The ranges operated by CFMETR are located over an area of the Strait of Georgia—known as Area WG—that is several hundred metres deep, several dozen kilometres long and several kilometres wide over a seabed composed of soft mud and free of underwater obstacles. The facility employs a three-dimensional sonar tracking system for monitoring the performance and position of objects in these waters for real-time tracking. During periods of activity, the range area is closed off from all civilian maritime traffic as a safety measure.

Equipment tested at the facility consists of a variety of devices, including sonobuoys, sonar systems (ship and aircraft), torpedoes and the repair and overhaul of the dipping sonar used on Canada's Sikorsky CH-148 Cyclone helicopter fleet. No explosives are used.

This facility is unique in the Canadian Forces as it staffed by active military personnel from the Royal Canadian Navy and Department of National Defence civilian employees, as well as a small number of U.S. Navy civilian employees from Naval Base Kitsap. The facility is operationally controlled as a field unit of Department of National Defence Headquarters. There is a joint funding agreement between the Canadian and United States governments.

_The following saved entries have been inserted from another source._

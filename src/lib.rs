//! Todo List Library
//!
//! This module exports the core components for testing and integration.

pub mod cli;
pub mod client;
pub mod config;
pub mod error;
pub mod logging;
pub mod store;
pub mod types;
pub mod view;
pub mod web;
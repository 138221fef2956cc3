//! Read-only snapshot of stored cart state.

use serde::Serialize;
use tracing::debug;

use crate::CART_KEY;
use crate::backend::StorageBackend;
use crate::envelope::decode;
use crate::probe::is_available;

/// Storage state as seen by [`storage_info`].
#[derive(Debug, Clone, PartialEq, Eq, Serialize)]
pub struct StorageInfo {
    /// Whether the backend passed the availability probe.
    pub available: bool,
    /// Primary key name.
    pub key: &'static str,
    /// Stored schema version, if any.
    pub version: Option<String>,
    /// Length of the stored `items` array, before normalization.
    pub items: usize,
    /// UTF-8 size of the stored payload.
    pub bytes: usize,
}

impl StorageInfo {
    const fn unavailable() -> Self {
        Self {
            available: false,
            key: CART_KEY,
            version: None,
            items: 0,
            bytes: 0,
        }
    }
}

/// Snapshot the primary key without migrating or rewriting anything.
pub fn storage_info<B: StorageBackend + ?Sized>(backend: &B) -> StorageInfo {
    if !is_available(backend) {
        return StorageInfo::unavailable();
    }

    let raw = match backend.get(CART_KEY) {
        Ok(raw) => raw.unwrap_or_default(),
        Err(e) => {
            debug!(error = %e, "Cannot read cart for diagnostics");
            String::new()
        }
    };

    let (version, items) = decode(&raw)
        .map(|stored| (stored.version, stored.items.len()))
        .unwrap_or_default();

    StorageInfo {
        available: true,
        key: CART_KEY,
        version,
        items,
        bytes: raw.len(),
    }
}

During the Salmon War of 1997, in an attempt to leverage the US into quitting the fishing of salmon runs in Canadian waters, Premier Glen Clark of British Columbia threatened to close the base by terminating the lease for use of the seabed, which is owned by the province and leased to the Canadian military. This brought quick rebuttal from the federal government, saying that it would expropriate the area if needed.